Нам понадобился примерно час на то, чтобы обустроиться, вытащить из машины всё, что мы привезли с собой, и немного перекусить после дороги. Родители вышли во двор, а я занял место на одной из кроватей – в доме была такая приятная прохлада, которая спасала от стоявшей вот уже который день подряд страшной жары. Ближе к вечеру температура поднималась почти до тридцати градусов, небо было ясным и беспощадному солнцу ничто не мешало направлять свои лучи на измученную землю. А я тем временем был в глубокой задумчивости и пытался решить всё те же проблемы. Через несколько минут в дом вошла мама и поспешила обратиться ко мне, и её тон показался мне неоправданно восторженным для подобной минуты:
– А ты почему до сих пор валяешься?
– А что ещё делать? – раздражённо ответил я.
– И ты собираешься всю неделю так пролежать?
– Почему бы и нет?
– Да как ты можешь?! Здесь же такая красота, только посмотри на улицу! Можно гулять целый день, и погода такая потрясающая.
– Ты же знаешь, что я ненавижу жару. И к тому же, если здесь действительно так красиво, то почему вы собрались продавать дачу? Ведь с этим домом так много связано. Я не понимаю, как вы можете так поступать.
– Ты опять начинаешь? Мы же обсуждали это сотню раз.
– А я всё равно не понимаю.
– Ты же знаешь, что мы собирались сделать это уже несколько лет после того, как бабушка перестала ездить сюда и ухаживать за огородом и домом. Ей уже тяжело этим заниматься, хотя для неё эта дача значит гораздо больше, чем для нас. Но сейчас она уже не может. А для нас это слишком накладно – только представь, сколько бензина и времени приходится тратить на то, чтобы добраться сюда! А урожай это не оправдывает. К тому же у нас теперь есть свой огород в городе. Ты же и сам всё это знаешь.
– Да, знаю, но всё равно я бы не стал это делать.
– Но ведь ты же почти не появлялся здесь все последние годы!
– Да, но это ничего не значит. Я не хочу, чтобы эту дачу продавали.
– И при этом ты не знаешь, чем занять себя здесь?
– Да, не знаю. Честно говоря, мне кажется, что эта неделя будет по-настоящему мучительной. Жара, огород, работа, тишина, скука, обида и тоскливые воспоминания – всё это не вселяет оптимизм.

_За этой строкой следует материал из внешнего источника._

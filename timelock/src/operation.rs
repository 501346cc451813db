use daoforge_types::{Call, OpHash, Timestamp};
use serde::{Deserialize, Serialize};

/// Lifecycle of a queued operation. States only move forward.
#[derive(Clone, Copy, Debug, PartialEq, Eq, Serialize, Deserialize)]
pub enum OperationState {
    Queued,
    Executed,
    Canceled,
}

/// A call batch waiting out its delay.
#[derive(Clone, Debug, PartialEq, Eq, Serialize, Deserialize)]
pub struct QueuedOperation {
    pub calls: Vec<Call>,
    /// An operation that must be executed before this one may run.
    pub predecessor: Option<OpHash>,
    pub salt: [u8; 32],
    /// Earliest timestamp at which the batch may execute.
    pub eta: Timestamp,
    pub state: OperationState,
    pub queued_at: Timestamp,
}

impl QueuedOperation {
    pub fn is_pending(&self) -> bool {
        self.state == OperationState::Queued
    }

    pub fn is_ready(&self, now: Timestamp) -> bool {
        self.state == OperationState::Queued && now >= self.eta
    }
}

– Так найди ещё что-нибудь.
– Что? Пока что я абсолютно ничего не хочу. Даже гулять. И не уверен, что захочу.
– А твои стихи? Попробуй что-нибудь написать в эти дни. Только представь, сколько свободного времени у тебя будет без телевизора, компьютера и твоих друзей, которые тоже только и знают, что сидеть за компьютерными играми. В жизни ещё столько всего прекрасного, помимо этого! Неужели ты не видишь?
– К счастью, у меня есть ещё целых шесть дней для того, чтобы попытаться увидеть это. Но пока что интрига кажется слабоватой – смогу ли я пережить эту неделю, не сойдя с ума?! Где же тут искать вдохновение?

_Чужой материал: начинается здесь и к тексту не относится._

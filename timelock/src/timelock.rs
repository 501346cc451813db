//! The delayed-executor engine.

use crate::error::TimelockError;
use crate::operation::{OperationState, QueuedOperation};
use daoforge_crypto::hash::operation_hash;
use daoforge_types::{Address, Call, CallSink, OpHash, Role, RoleTable, Timestamp};
use serde::{Deserialize, Serialize};
use std::collections::HashMap;
use tracing::debug;

/// Hard lower bound on the configured delay, in seconds. A DAO can pick any
/// delay at or above this; nothing can configure a shorter one.
pub const MIN_DELAY_FLOOR_SECS: u64 = 24 * 60 * 60;

/// Emitted on operation lifecycle transitions.
#[derive(Clone, Debug, PartialEq, Eq, Serialize, Deserialize)]
pub enum TimelockEvent {
    Queued {
        id: OpHash,
        eta: Timestamp,
        at: Timestamp,
    },
    Executed {
        id: OpHash,
        at: Timestamp,
    },
    Canceled {
        id: OpHash,
        at: Timestamp,
    },
}

/// The delayed executor. Operations are keyed by a deterministic hash of
/// their calls, predecessor, and salt; queueing starts the delay clock and
/// execution dispatches the batch through a [`CallSink`].
#[derive(Clone, Debug, Serialize, Deserialize)]
pub struct Timelock {
    address: Address,
    min_delay_secs: u64,
    operations: HashMap<OpHash, QueuedOperation>,
    roles: RoleTable,
    events: Vec<TimelockEvent>,
}

impl Timelock {
    /// Create an executor with the given delay. Fails if the delay is below
    /// [`MIN_DELAY_FLOOR_SECS`].
    pub fn new(
        address: Address,
        admin: Address,
        min_delay_secs: u64,
    ) -> Result<Self, TimelockError> {
        if min_delay_secs < MIN_DELAY_FLOOR_SECS {
            return Err(TimelockError::DelayTooShortForSecurity {
                min_delay_secs,
                floor: MIN_DELAY_FLOOR_SECS,
            });
        }
        let mut roles = RoleTable::new();
        roles.grant(Role::Admin, admin);
        Ok(Self {
            address,
            min_delay_secs,
            operations: HashMap::new(),
            roles,
            events: Vec::new(),
        })
    }

    pub fn address(&self) -> Address {
        self.address
    }

    pub fn min_delay_secs(&self) -> u64 {
        self.min_delay_secs
    }

    /// The operation hash this executor would assign to a batch.
    pub fn hash_operation(
        &self,
        calls: &[Call],
        predecessor: Option<&OpHash>,
        salt: &[u8; 32],
    ) -> OpHash {
        operation_hash(calls, predecessor, salt)
    }

    pub fn operation(&self, id: &OpHash) -> Option<&QueuedOperation> {
        self.operations.get(id)
    }

    pub fn is_ready(&self, id: &OpHash, now: Timestamp) -> bool {
        self.operations
            .get(id)
            .map(|op| op.is_ready(now))
            .unwrap_or(false)
    }

    /// Queue a call batch. The operation becomes executable at
    /// `now + min_delay_secs`.
    pub fn queue(
        &mut self,
        caller: &Address,
        calls: Vec<Call>,
        predecessor: Option<OpHash>,
        salt: [u8; 32],
        now: Timestamp,
    ) -> Result<OpHash, TimelockError> {
        self.require_role(Role::Proposer, caller)?;

        let id = operation_hash(&calls, predecessor.as_ref(), &salt);
        if self.operations.contains_key(&id) {
            return Err(TimelockError::AlreadyQueued);
        }

        let eta = now.plus(self.min_delay_secs);
        self.operations.insert(
            id,
            QueuedOperation {
                calls,
                predecessor,
                salt,
                eta,
                state: OperationState::Queued,
                queued_at: now,
            },
        );
        self.events.push(TimelockEvent::Queued { id, eta, at: now });
        debug!(op = ?id, eta = eta.as_secs(), "operation queued");
        Ok(id)
    }

    /// Execute a ready operation, dispatching each call through `sink` in
    /// order. The operation is marked executed only if every call succeeds;
    /// on failure it stays queued and may be retried or canceled.
    pub fn execute(
        &mut self,
        caller: &Address,
        id: &OpHash,
        sink: &mut dyn CallSink,
        now: Timestamp,
    ) -> Result<(), TimelockError> {
        self.require_role(Role::Executor, caller)?;

        let op = self
            .operations
            .get(id)
            .ok_or(TimelockError::UnknownOperation)?;
        match op.state {
            OperationState::Queued => {}
            OperationState::Executed => return Err(TimelockError::AlreadyExecuted),
            OperationState::Canceled => return Err(TimelockError::OperationCanceled),
        }
        if now < op.eta {
            return Err(TimelockError::NotReady { eta: op.eta, now });
        }
        if let Some(pred) = &op.predecessor {
            let done = self
                .operations
                .get(pred)
                .map(|p| p.state == OperationState::Executed)
                .unwrap_or(false);
            if !done {
                return Err(TimelockError::PredecessorNotExecuted);
            }
        }

        let calls = op.calls.clone();
        let executor = self.address;
        for call in &calls {
            sink.apply(&executor, call, now).map_err(|revert| {
                TimelockError::CallFailed(
                    revert
                        .reason
                        .unwrap_or_else(|| "call reverted without a reason".to_string()),
                )
            })?;
        }

        // All calls applied; only now does the state flip.
        if let Some(op) = self.operations.get_mut(id) {
            op.state = OperationState::Executed;
        }
        self.events.push(TimelockEvent::Executed { id: *id, at: now });
        debug!(op = ?id, calls = calls.len(), "operation executed");
        Ok(())
    }

    /// Cancel a queued operation. Executed operations cannot be canceled.
    pub fn cancel(
        &mut self,
        caller: &Address,
        id: &OpHash,
        now: Timestamp,
    ) -> Result<(), TimelockError> {
        self.require_role(Role::Canceller, caller)?;

        let op = self
            .operations
            .get_mut(id)
            .ok_or(TimelockError::UnknownOperation)?;
        match op.state {
            OperationState::Queued => {}
            OperationState::Executed => return Err(TimelockError::AlreadyExecuted),
            OperationState::Canceled => return Err(TimelockError::OperationCanceled),
        }
        op.state = OperationState::Canceled;
        self.events.push(TimelockEvent::Canceled { id: *id, at: now });
        debug!(op = ?id, "operation canceled");
        Ok(())
    }

    pub fn has_role(&self, role: Role, subject: &Address) -> bool {
        self.roles.has(role, subject)
    }

    pub fn is_open_role(&self, role: Role) -> bool {
        self.roles.is_open(role)
    }

    pub fn role_holders(&self, role: Role) -> Vec<Address> {
        self.roles.holders(role)
    }

    pub fn is_sole_admin(&self, subject: &Address) -> bool {
        self.roles.is_sole_holder(Role::Admin, subject)
    }

    pub fn grant_role(
        &mut self,
        caller: &Address,
        role: Role,
        subject: Address,
    ) -> Result<(), TimelockError> {
        self.require_role(Role::Admin, caller)?;
        self.roles.grant(role, subject);
        Ok(())
    }

    /// Open a role to every address.
    pub fn grant_open_role(&mut self, caller: &Address, role: Role) -> Result<(), TimelockError> {
        self.require_role(Role::Admin, caller)?;
        self.roles.grant_open(role);
        Ok(())
    }

    pub fn revoke_role(
        &mut self,
        caller: &Address,
        role: Role,
        subject: &Address,
    ) -> Result<(), TimelockError> {
        self.require_role(Role::Admin, caller)?;
        self.roles.revoke(role, subject);
        Ok(())
    }

    /// Give up one's own role. Needs no admin grant.
    pub fn renounce_role(&mut self, caller: &Address, role: Role) {
        self.roles.revoke(role, caller);
    }

    /// Drain accumulated events.
    pub fn take_events(&mut self) -> Vec<TimelockEvent> {
        std::mem::take(&mut self.events)
    }

    fn require_role(&self, role: Role, subject: &Address) -> Result<(), TimelockError> {
        if self.roles.has(role, subject) {
            Ok(())
        } else {
            Err(TimelockError::NotAuthorized(role))
        }
    }
}
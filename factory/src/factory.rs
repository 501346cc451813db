//! The provisioning orchestrator.

use crate::dao::Dao;
use crate::error::ProvisionError;
use daoforge_crypto::hash::derive_address;
use daoforge_governance::{GovernorParams, ProposalEngine};
use daoforge_registry::Registry;
use daoforge_timelock::Timelock;
use daoforge_token::VotingToken;
use daoforge_treasury::Treasury;
use daoforge_types::{Address, ControllerPolicy, DaoId, ProvisionConfig, Role, Timestamp};
use serde::{Deserialize, Serialize};
use tracing::{debug, info};

/// Emitted when a DAO finishes provisioning.
#[derive(Clone, Debug, PartialEq, Eq, Serialize, Deserialize)]
pub enum FactoryEvent {
    DaoProvisioned {
        id: DaoId,
        creator: Address,
        governor: Address,
        timelock: Address,
        treasury: Address,
        token: Address,
        at: Timestamp,
    },
}

/// Provisions DAOs and owns the shared registry.
///
/// The factory acts as the temporary administrator of every component it
/// deploys; by the time `provision` returns, all of those rights have been
/// handed to their final holders and the factory keeps nothing.
#[derive(Clone, Debug)]
pub struct DaoFactory {
    address: Address,
    registry: Registry,
    events: Vec<FactoryEvent>,
}

impl DaoFactory {
    pub fn new(address: Address) -> Self {
        Self {
            address,
            registry: Registry::new(),
            events: Vec::new(),
        }
    }

    pub fn address(&self) -> Address {
        self.address
    }

    pub fn registry(&self) -> &Registry {
        &self.registry
    }

    pub fn registry_mut(&mut self) -> &mut Registry {
        &mut self.registry
    }

    /// Drain accumulated events.
    pub fn take_events(&mut self) -> Vec<FactoryEvent> {
        std::mem::take(&mut self.events)
    }

    /// Provision one DAO from `config`, returning the wired bundle.
    ///
    /// All-or-nothing: validation happens before any state is touched, and a
    /// failure in any later step restores the registry to its prior state.
    pub fn provision(
        &mut self,
        creator: Address,
        config: ProvisionConfig,
        now: Timestamp,
    ) -> Result<Dao, ProvisionError> {
        config.validate()?;
        let params = GovernorParams {
            voting_delay_secs: config.voting_delay_secs,
            voting_period_secs: config.voting_period_secs,
            proposal_threshold: config.proposal_threshold,
            quorum_percentage: config.quorum_percentage,
        };
        params.validate()?;

        let checkpoint = self.registry.clone();
        match self.build(creator, &config, params, now) {
            Ok(dao) => Ok(dao),
            Err(e) => {
                self.registry = checkpoint;
                Err(e)
            }
        }
    }

    fn build(
        &mut self,
        creator: Address,
        config: &ProvisionConfig,
        params: GovernorParams,
        now: Timestamp,
    ) -> Result<Dao, ProvisionError> {
        let id = self.registry.reserve(
            creator,
            config.metadata_uri.clone(),
            config.token_kind,
            now,
        )?;
        info!(%id, creator = %creator, "provisioning dao");

        let seed = [
            self.address.as_bytes().as_slice(),
            &id.as_u64().to_be_bytes(),
        ]
        .concat();
        let governor_addr = derive_address(&seed, "governor");
        let timelock_addr = derive_address(&seed, "timelock");
        let treasury_addr = derive_address(&seed, "treasury");
        let token_addr = derive_address(&seed, "token");

        let mut timelock = Timelock::new(timelock_addr, self.address, config.timelock_delay_secs)?;
        let mut token = VotingToken::new(
            token_addr,
            config.token_name.clone(),
            config.token_symbol.clone(),
            config.token_kind,
            config.max_supply,
            config.base_uri.clone(),
            self.address,
        );
        let engine = ProposalEngine::new(governor_addr, id, params)?;
        let controller_addr = match config.controller {
            ControllerPolicy::Timelock => timelock_addr,
            ControllerPolicy::Engine => governor_addr,
        };
        let treasury = Treasury::new(treasury_addr, controller_addr);

        if config.initial_supply > 0 {
            token.mint(&self.address, &creator, config.initial_supply, now)?;
            debug!(%id, amount = config.initial_supply, "initial supply minted to creator");
        }

        self.registry
            .finalize(id, governor_addr, timelock_addr, treasury_addr, token_addr, now)?;

        self.configure_roles(&mut token, &mut timelock, governor_addr, config.open_execution)?;

        let dao = Dao {
            id,
            token,
            timelock,
            engine,
            treasury,
            controller: config.controller,
        };
        Self::verify_handoff(&dao, &self.address, &creator)?;

        self.events.push(FactoryEvent::DaoProvisioned {
            id,
            creator,
            governor: governor_addr,
            timelock: timelock_addr,
            treasury: treasury_addr,
            token: token_addr,
            at: now,
        });
        info!(%id, governor = %governor_addr, "dao provisioned");
        Ok(dao)
    }

    /// Wire every capability to its final holder.
    ///
    /// Order matters: every grant happens before any revocation. Revoking
    /// the deployer's admin rights first would leave components with no
    /// admin at all, or with the deployer keeping latent control.
    fn configure_roles(
        &self,
        token: &mut VotingToken,
        timelock: &mut Timelock,
        engine_addr: Address,
        open_execution: bool,
    ) -> Result<(), ProvisionError> {
        let deployer = self.address;
        let timelock_addr = timelock.address();

        timelock.grant_role(&deployer, Role::Proposer, engine_addr)?;
        debug!(subject = %engine_addr, "granted proposer on executor");
        timelock.grant_role(&deployer, Role::Canceller, engine_addr)?;
        debug!(subject = %engine_addr, "granted canceller on executor");
        if open_execution {
            timelock.grant_open_role(&deployer, Role::Executor)?;
            debug!("opened executor role to the public");
        } else {
            timelock.grant_role(&deployer, Role::Executor, engine_addr)?;
            debug!(subject = %engine_addr, "granted executor on executor");
        }
        token.grant_role(&deployer, Role::Minter, timelock_addr)?;
        debug!(subject = %timelock_addr, "granted minter on token");
        token.grant_role(&deployer, Role::Admin, timelock_addr)?;
        debug!(subject = %timelock_addr, "granted admin on token");
        timelock.grant_role(&deployer, Role::Admin, timelock_addr)?;
        debug!(subject = %timelock_addr, "executor now administers itself");

        token.renounce_role(&deployer, Role::Minter);
        token.renounce_role(&deployer, Role::Admin);
        timelock.renounce_role(&deployer, Role::Admin);
        debug!("deployer renounced all roles");
        Ok(())
    }

    /// Confirm the capability handoff left the DAO in its resting shape.
    /// Any miss here is fatal to the whole provisioning.
    fn verify_handoff(
        dao: &Dao,
        deployer: &Address,
        creator: &Address,
    ) -> Result<(), ProvisionError> {
        const ROLES: [Role; 6] = [
            Role::Admin,
            Role::Minter,
            Role::Proposer,
            Role::Executor,
            Role::Canceller,
            Role::Controller,
        ];
        for role in ROLES {
            if dao.token.roles().holders(role).contains(deployer)
                || dao.timelock.role_holders(role).contains(deployer)
            {
                return Err(ProvisionError::HandoffIncomplete(
                    "deployer still holds a role",
                ));
            }
        }
        if dao.token.roles().holders(Role::Admin).contains(creator)
            || dao.timelock.role_holders(Role::Admin).contains(creator)
        {
            return Err(ProvisionError::HandoffIncomplete(
                "creator holds an administrative role",
            ));
        }
        let timelock_addr = dao.timelock.address();
        if !dao.token.roles().is_sole_holder(Role::Admin, &timelock_addr) {
            return Err(ProvisionError::HandoffIncomplete(
                "executor is not the token's sole admin",
            ));
        }
        if !dao.timelock.is_sole_admin(&timelock_addr) {
            return Err(ProvisionError::HandoffIncomplete(
                "executor is not its own sole admin",
            ));
        }
        if dao.timelock.role_holders(Role::Proposer) != vec![dao.engine.address()] {
            return Err(ProvisionError::HandoffIncomplete(
                "engine is not the sole proposer",
            ));
        }
        Ok(())
    }
}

– Просто попробуй и всё получится.
– Попробую. Лучше скажи, когда мы начнём копошиться в огороде?
– Копошиться? Ты всё никак не избавишься от этого слова?
– Оно мне нравится, и оно очень хорошо выражает мою бесконечную любовь к данной работе!
– Вечером начнём.
– А сейчас что?
– А сейчас папа уже ушёл в гости к своему старому другу – Вовке Фирсову, который купил здесь домик в начале прошлого лета, правда, в другой части деревни. Туда нужно идти минут двадцать-тридцать. Он сейчас тоже здесь вместе со своей семьёй. Представляешь, какое совпадение! А так они живут в Тайшете уже несколько лет. Думаю, что папа проведёт там пару часов, им есть о чём поговорить. Наверняка сразу же договорятся на счёт рыбалки и уедут на пару дней завтра или послезавтра! Уж я-то их знаю. Ну а я сделаю ещё пару мелких дел и тоже пойду туда. Я прошлым летом успела хорошенько сдружиться с женой папиного друга, тётей Леной, поэтому я там тоже не буду лишней. В общем, мы проведём там пару часов, а когда вернёмся, как раз успеем заняться огородом до заката.